You bet it’s disputed. The article links to, but does not quote, a post by the clinical psychologist Dr David Ley in Psychology Today. He points out that ‘a review of Pubmed, the largest online database of medical literature, reveals that there is not a single published study linking pornography and erectile dysfunction’. He adds:

It is frankly surprising to many of us that one quarter to one third of young men may experience erectile dysfunction. But, I think that the surprise about these rates is likely tied to the fact that throughout history, this wasn’t something that was researched, or disclosed by young men. So, any report of ED in young men is surprising, because we have long believed that this just doesn’t happen to young men.

Do read the whole of Ley’s piece. I’m not saying some young men don’t have trouble getting it up because they’ve watched too much porn, and that the ultra-realistic nature of digital pornography can’t mess up boys’ sexual encounters with real, imperfect and not insatiably submissive girls. Also, both porn and war games can turn into addictions – in the loose sense of the word, which is the only satisfactory one, since addiction is not a disease.

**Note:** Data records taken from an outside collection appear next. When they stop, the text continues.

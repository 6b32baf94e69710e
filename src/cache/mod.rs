//! Freshness-checked metadata cache
//!
//! Maps canonical image paths to the tag string read at a known
//! modification time. An entry is served only while the file's live
//! mtime matches the recorded one within [`MTIME_TOLERANCE`]; anything
//! staler sends the caller back to the external metadata utility. The
//! whole map persists as one human-inspectable JSON file under the
//! per-user config directory, rewritten in full on each save.
//!
//! The cache is never a source of truth: a missing or corrupt file
//! loads as an empty map, and a failed save leaves the in-memory map
//! usable for the rest of the session.

pub mod error;

pub use error::CacheError;

use serde::{Deserialize, Serialize};
use std::collections::BTreeMap;
use std::fs;
use std::path::{Path, PathBuf};
use std::time::UNIX_EPOCH;
use tracing::{debug, warn};

/// Allowed drift between a cached mtime and the live filesystem mtime,
/// in seconds
pub const MTIME_TOLERANCE: f64 = 0.1;

/// Tag text recorded for one file at a known modification time
#[derive(Serialize, Deserialize, Clone, Debug, PartialEq)]
pub struct CacheEntry {
    /// Modification time at the last read, fractional seconds since
    /// the Unix epoch
    pub mtime: f64,
    /// Raw tag string at that time
    pub tags: String,
}

/// Persistent path -> [`CacheEntry`] map with a single backing file
///
/// Not safe for concurrent mutation; a front-end serving simultaneous
/// requests must serialize access around read-modify-write sequences.
#[derive(Debug)]
pub struct MetadataCache {
    file: PathBuf,
    entries: BTreeMap<PathBuf, CacheEntry>,
}

/// Current modification time of `path` as fractional seconds since the
/// Unix epoch, `None` when the file cannot be stat'ed
#[must_use]
pub fn file_mtime(path: &Path) -> Option<f64> {
    let modified = fs::metadata(path).and_then(|meta| meta.modified()).ok()?;
    modified
        .duration_since(UNIX_EPOCH)
        .ok()
        .map(|since| since.as_secs_f64())
}

impl MetadataCache {
    /// Default cache file location under the per-user config directory
    ///
    /// # Errors
    ///
    /// Returns `CacheError::NoConfigDir` if the system config directory
    /// cannot be determined.
    pub fn default_file() -> Result<PathBuf, CacheError> {
        let config_dir = dirs::config_dir().ok_or(CacheError::NoConfigDir)?;
        Ok(config_dir.join("phototag").join("cache.json"))
    }

    /// Load the cache from `file`, starting empty when the file is
    /// missing or corrupt
    ///
    /// Never fails: broken cache contents are logged and discarded,
    /// then re-derived from the metadata utility on demand.
    #[must_use]
    pub fn load(file: PathBuf) -> Self {
        let entries = match fs::read_to_string(&file) {
            Ok(text) => match serde_json::from_str(&text) {
                Ok(entries) => entries,
                Err(e) => {
                    warn!("malformed cache file {}: {e}", file.display());
                    BTreeMap::new()
                }
            },
            Err(e) if e.kind() == std::io::ErrorKind::NotFound => {
                debug!("no cache file at {}", file.display());
                BTreeMap::new()
            }
            Err(e) => {
                warn!("cannot read cache file {}: {e}", file.display());
                BTreeMap::new()
            }
        };
        Self { file, entries }
    }

    /// Write the full map back to the backing file as pretty JSON,
    /// creating parent directories as needed
    ///
    /// # Errors
    ///
    /// Returns `CacheError` if the directory cannot be created or the
    /// file cannot be written. Callers treat this as non-fatal.
    pub fn save(&self) -> Result<(), CacheError> {
        if let Some(parent) = self.file.parent() {
            fs::create_dir_all(parent).map_err(|source| CacheError::Io {
                path: self.file.clone(),
                source,
            })?;
        }
        let json = serde_json::to_string_pretty(&self.entries).map_err(|source| {
            CacheError::Malformed { path: self.file.clone(), source }
        })?;
        fs::write(&self.file, json).map_err(|source| CacheError::Io {
            path: self.file.clone(),
            source,
        })
    }

    /// Cached tag text for `path`, only while the entry is fresh
    ///
    /// An entry is fresh iff its recorded mtime is within
    /// [`MTIME_TOLERANCE`] of the file's current mtime. Never consults
    /// the external metadata utility; a stat failure reads as stale.
    #[must_use]
    pub fn get_fresh(&self, path: &Path) -> Option<&str> {
        let entry = self.entries.get(path)?;
        let live = file_mtime(path)?;
        if (entry.mtime - live).abs() <= MTIME_TOLERANCE {
            Some(&entry.tags)
        } else {
            debug!("file modified since cache: {}", path.display());
            None
        }
    }

    /// Record `tags` for `path`, stamped with the file's current mtime
    ///
    /// Called after every successful external read or write so the
    /// entry's timestamp matches the file state that produced the tags.
    /// If the file cannot be stat'ed the entry is left untouched.
    pub fn update(&mut self, path: &Path, tags: &str) {
        match file_mtime(path) {
            Some(mtime) => {
                self.entries.insert(
                    path.to_path_buf(),
                    CacheEntry { mtime, tags: tags.to_string() },
                );
            }
            None => warn!("cannot stat {}, cache entry not updated", path.display()),
        }
    }

    /// Drop the entry for `path`, returning whether one existed
    pub fn remove(&mut self, path: &Path) -> bool {
        self.entries.remove(path).is_some()
    }

    /// Drop entries whose path no longer exists on disk, returning the
    /// number removed
    ///
    /// Cost scales with cache size, so callers run this opportunistically
    /// after a folder load rather than per operation.
    pub fn sweep_missing(&mut self) -> usize {
        let before = self.entries.len();
        self.entries.retain(|path, _| path.exists());
        let removed = before - self.entries.len();
        if removed > 0 {
            debug!("removed {removed} missing file(s) from cache");
        }
        removed
    }

    /// Cached paths whose parent directory is exactly `dir` (not
    /// recursive)
    #[must_use]
    pub fn entries_under(&self, dir: &Path) -> Vec<PathBuf> {
        self.entries
            .keys()
            .filter(|path| path.parent() == Some(dir))
            .cloned()
            .collect()
    }

    #[must_use]
    pub fn len(&self) -> usize {
        self.entries.len()
    }

    #[must_use]
    pub fn is_empty(&self) -> bool {
        self.entries.is_empty()
    }

    /// Path of the backing file
    #[must_use]
    pub fn file(&self) -> &Path {
        &self.file
    }
}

I once wrote a book about addiction in which – I can’t be bothered to check – I may have been naive enough to use the same imagery as Lady Greenfield. But it makes me wince to read Prof Zimbardo, as quoted in the Independent: ‘What I’m saying is – boys’ brains are becoming digitally rewired‘ (my despairing emphasis). This is the sort of dumbing-down we expect of tabloid ‘medical correspondents’, not an emeritus professor of Stanford University.